American indie rock band

The Heathens were an Americana, indie rock band hailing from the Orlando, Florida area. Their first album, Big White House, was released by Post*Records in 2006.

== History ==
The band formed at Austin Coffee & Film in Winter Park, Florida in early 2005. They earned an opening slot for Hank Williams III as part of the Anti-POP Music Festival at the Social in Orlando. Building momentum on the success and release of their first music video for the song "Stickin' Around," the video was accepted at the Los Angeles Film Fest in May 2006, where it played alongside the likes of other such notable artists as Beck, Yeah Yeah Yeahs, The White Stripes, Nine Inch Nails, Death Cab for Cutie, The Go! Team, The Shins, and Bright Eyes. At the Florida Music Festival of 2006, the video for "Stickin' Around" won the Audience Choice Award for Best Selection.

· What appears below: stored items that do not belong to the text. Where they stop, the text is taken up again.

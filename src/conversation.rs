//! The chat: general assistance, or assembling a trip report.
//!
//! A conversation is in one of two modes. In general mode every turn goes
//! to the [`Assistant`]; a message that talks about a fishing trip opens a
//! [`ReportSession`] and switches to report mode, where turns answer the
//! open field until the report is submitted or cancelled. Nothing is
//! persisted until a submit succeeds.

use std::fmt::Write as _;
use std::path::Path;

use jiff::civil::Date;
use jiff::{Timestamp, Zoned};
use tracing::{debug, info, warn};

use crate::achievements;
use crate::model::{Achievement, ChatMessage, TripReport};
use crate::report::parse::{normalize, parse_catches, tokens};
use crate::report::{ReportError, ReportField, ReportSession, Step};
use crate::services::{
    Assistant, Entity, EntityExtractor, ServiceError, SpeciesClassifier, SpeechSettings,
    SpeechToText,
};
use crate::storage::Store;

/// Phrases that open a report from general chat.
const REPORT_INTENTS: &[&str] = &[
    "nuevo parte",
    "parte de pesca",
    "registrar",
    "he pescado",
    "pesque",
    "capture",
    "he capturado",
    "he sacado",
];
const CANCEL: &[&str] = &["cancelar", "cancela", "descartar"];
const SUBMIT: &[&str] = &["enviar", "envialo", "guardar", "guardalo", "confirmar"];

/// The collaborators a conversation talks to.
#[derive(Clone, Copy)]
pub struct Services<'a> {
    pub store: &'a dyn Store,
    pub extractor: &'a dyn EntityExtractor,
    pub assistant: &'a dyn Assistant,
    pub speech: &'a dyn SpeechToText,
    pub classifier: &'a dyn SpeciesClassifier,
}

/// Tunables for a conversation.
#[derive(Debug, Clone, PartialEq)]
pub struct Settings {
    /// Entities below this confidence are not used to fill fields.
    pub min_confidence: f32,
    /// Photo guesses at or above this percentage seed the species.
    pub photo_confidence: u8,
    /// Messages of context handed to the assistant.
    pub history_limit: usize,
    pub speech: SpeechSettings,
}

impl Default for Settings {
    fn default() -> Self {
        Self {
            min_confidence: 0.5,
            photo_confidence: 60,
            history_limit: 20,
            speech: SpeechSettings::default(),
        }
    }
}

#[derive(Debug, Clone, PartialEq)]
pub enum Mode {
    General,
    Report(ReportSession),
}

/// Why a report could not be submitted.
#[derive(Debug, thiserror::Error)]
pub enum SubmitError {
    #[error("no report in progress")]
    NoReport,

    #[error(transparent)]
    Incomplete(#[from] ReportError),

    #[error(transparent)]
    Service(#[from] ServiceError),
}

impl SubmitError {
    pub fn user_message(&self) -> String {
        match self {
            Self::NoReport => "No hay ningún parte en curso.".to_string(),
            Self::Incomplete(e) => e.to_string(),
            Self::Service(e) => e.user_message(),
        }
    }
}

/// A stored report and the achievements it unlocked.
#[derive(Debug, Clone)]
pub struct Submitted {
    pub report: TripReport,
    pub unlocked: Vec<&'static Achievement>,
}

impl Submitted {
    /// Confirmation shown to the user.
    pub fn message(&self) -> String {
        let mut message = format!(
            "Parte guardado: {} capturas el {}.",
            self.report.total_count, self.report.date
        );
        for achievement in &self.unlocked {
            let _ = write!(message, "\n🏆 Logro desbloqueado: {}", achievement.title);
        }
        message
    }
}

pub struct Conversation<'a> {
    user_id: String,
    services: Services<'a>,
    settings: Settings,
    messages: Vec<ChatMessage>,
    /// Index of the message that opened the current report.
    report_start: usize,
    mode: Mode,
    today: Option<Date>,
}

impl<'a> Conversation<'a> {
    pub fn new(user_id: impl Into<String>, services: Services<'a>, settings: Settings) -> Self {
        Self {
            user_id: user_id.into(),
            services,
            settings,
            messages: Vec::new(),
            report_start: 0,
            mode: Mode::General,
            today: None,
        }
    }

    /// Pins the date relative dates are read against.
    #[cfg(test)]
    #[must_use]
    pub fn with_today(mut self, today: Date) -> Self {
        self.today = Some(today);
        self
    }

    #[cfg(test)]
    pub fn mode(&self) -> &Mode {
        &self.mode
    }

    #[cfg(test)]
    pub fn messages(&self) -> &[ChatMessage] {
        &self.messages
    }

    /// The report in progress, if any.
    pub fn session(&self) -> Option<&ReportSession> {
        match &self.mode {
            Mode::Report(session) => Some(session),
            Mode::General => None,
        }
    }

    /// Handles a typed message and returns the assistant's reply.
    pub fn send(&mut self, text: &str) -> String {
        let text = text.trim();
        self.messages.push(ChatMessage::user(text));
        let reply = match self.mode {
            Mode::General => self.general_turn(text),
            Mode::Report(_) => self.report_turn(text),
        };
        self.reply(reply)
    }

    /// Transcribes a voice note and handles it as if it had been typed.
    ///
    /// A failed transcription changes nothing but the reply.
    pub fn send_voice(&mut self, audio: &Path) -> String {
        match self.services.speech.transcribe(audio, &self.settings.speech) {
            Ok(transcript) => {
                debug!(chars = transcript.len(), "voice note transcribed");
                let reply = self.send(&transcript);
                if let Mode::Report(session) = &mut self.mode {
                    let full = match &session.draft().transcript {
                        Some(previous) => format!("{previous} {transcript}"),
                        None => transcript,
                    };
                    session.set_transcript(full);
                }
                reply
            }
            Err(e) => {
                warn!(error = %e, "voice note failed");
                self.reply(e.user_message().to_string())
            }
        }
    }

    /// Identifies the species in a photo. During a report the photo is
    /// attached and a confident guess fills in the species.
    pub fn attach_photo(&mut self, image: &Path) -> String {
        let guess = match self.services.classifier.classify(image) {
            Ok(guess) => guess,
            Err(e) => {
                warn!(error = %e, "photo classification failed");
                return self.reply(e.user_message());
            }
        };
        self.messages
            .push(ChatMessage::user(format!("[foto] {}", image.display())));

        let identified = if guess.is_known() {
            format!(
                "Parece {} (confianza {}%).",
                guess.species,
                guess.confidence()
            )
        } else {
            "No he podido identificar la especie.".to_string()
        };
        let confident = guess.is_known() && guess.confidence() >= self.settings.photo_confidence;

        let reply = match &mut self.mode {
            Mode::General => identified,
            Mode::Report(session) => {
                session.add_photo(image.display().to_string());
                let seeded = confident && session.suggest_species(&guess.species);
                let mut reply = format!("Foto añadida al parte. {identified}");
                if seeded {
                    reply.push_str(" La apunto como especie capturada.");
                }
                format!("{reply}\n{}", session.prompt())
            }
        };
        self.reply(reply)
    }

    /// Opens a field of the report for editing.
    pub fn select_field(&mut self, field: ReportField) -> String {
        let reply = match &mut self.mode {
            Mode::Report(session) => {
                session.select_field(field);
                session.prompt()
            }
            Mode::General => SubmitError::NoReport.user_message(),
        };
        self.reply(reply)
    }

    /// Drops the report in progress without storing anything.
    pub fn cancel_report(&mut self) -> bool {
        let cancelled = matches!(self.mode, Mode::Report(_));
        if cancelled {
            info!(user_id = %self.user_id, "report cancelled");
        }
        self.mode = Mode::General;
        cancelled
    }

    /// Stores the report in progress with its chat.
    ///
    /// On failure the session is kept so the submit can be retried.
    pub fn submit_report(&mut self) -> Result<Submitted, SubmitError> {
        let Mode::Report(session) = &self.mode else {
            return Err(SubmitError::NoReport);
        };
        let now = Timestamp::now();
        let report = session.complete(&self.user_id, now)?;
        let chat = &self.messages[self.report_start.min(self.messages.len())..];
        self.services
            .store
            .save_report(&report, chat)
            .map_err(ServiceError::from)?;

        info!(id = %report.id, total = report.total_count, "report submitted");
        self.mode = Mode::General;

        let unlocked = achievements::refresh(self.services.store, &self.user_id, now)
            .unwrap_or_else(|e| {
                warn!(error = %e, "achievements not refreshed");
                Vec::new()
            });
        Ok(Submitted { report, unlocked })
    }

    fn today(&self) -> Date {
        self.today.unwrap_or_else(|| Zoned::now().date())
    }

    fn reply(&mut self, text: String) -> String {
        self.messages.push(ChatMessage::assistant(text.clone()));
        text
    }

    fn extract(&self, text: &str) -> Result<Vec<Entity>, ServiceError> {
        self.services.extractor.extract(text, self.today())
    }

    fn general_turn(&mut self, text: &str) -> String {
        if !is_report_intent(text) {
            let start = self
                .messages
                .len()
                .saturating_sub(self.settings.history_limit);
            return match self.services.assistant.respond(&self.messages[start..]) {
                Ok(reply) => reply,
                Err(e) => {
                    warn!(error = %e, "assistant failed");
                    e.user_message()
                }
            };
        }

        let (entities, notice) = match self.extract(text) {
            Ok(entities) => (entities, None),
            Err(e) => {
                warn!(error = %e, "entity extraction failed");
                (Vec::new(), Some(e.user_message()))
            }
        };
        let session = ReportSession::start(&entities, self.today(), self.settings.min_confidence);
        let prompt = session.prompt();
        info!(user_id = %self.user_id, entities = entities.len(), "report started");

        self.report_start = self.messages.len() - 1;
        self.mode = Mode::Report(session);
        match notice {
            Some(notice) => format!("{notice}\n{prompt}"),
            None => format!("¡Vamos a registrar tu parte!\n{prompt}"),
        }
    }

    fn report_turn(&mut self, text: &str) -> String {
        let command = normalize(text.trim_end_matches(['.', '!']));
        if CANCEL.contains(&command.as_str()) {
            self.cancel_report();
            return "Parte cancelado. No se ha guardado nada.".to_string();
        }
        if SUBMIT.contains(&command.as_str()) {
            return match self.submit_report() {
                Ok(submitted) => submitted.message(),
                Err(SubmitError::Incomplete(e)) => match self.session() {
                    Some(session) => format!("{e}\n{}", session.prompt()),
                    None => e.to_string(),
                },
                Err(e) => e.user_message(),
            };
        }

        let hints = self.extract(text).unwrap_or_else(|e| {
            warn!(error = %e, "entity extraction failed");
            Vec::new()
        });
        let Mode::Report(session) = &mut self.mode else {
            return SubmitError::NoReport.user_message();
        };
        match session.answer(text, &hints) {
            Ok(Step::Next(_) | Step::Ready) => session.prompt(),
            Err(e) => {
                debug!(error = %e, field = ?e.field(), "answer rejected");
                format!("{e}\n{}", session.prompt())
            }
        }
    }
}

/// Whether a general-chat message talks about logging a trip. Intent
/// phrases must appear as whole words.
fn is_report_intent(text: &str) -> bool {
    let normalized = normalize(text);
    let words = tokens(&normalized);
    REPORT_INTENTS.iter().any(|phrase| {
        let phrase: Vec<&str> = phrase.split(' ').collect();
        words.windows(phrase.len()).any(|w| w == phrase.as_slice())
    }) || parse_catches(text).iter().any(|c| c.count.is_some())
}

After signing onto Central Florida based Post*Records in 2005, the band released their debut release on July 4, 2006, entitled Big White House, recorded in Gainesville, Florida by Rob McGregor (producer for Alkaline Trio, Rumbleseat, Against Me!, and Hot Water Music).
The Heathens played their last show in the Backbooth on 06.16.2007 at the Stone Soup Festival.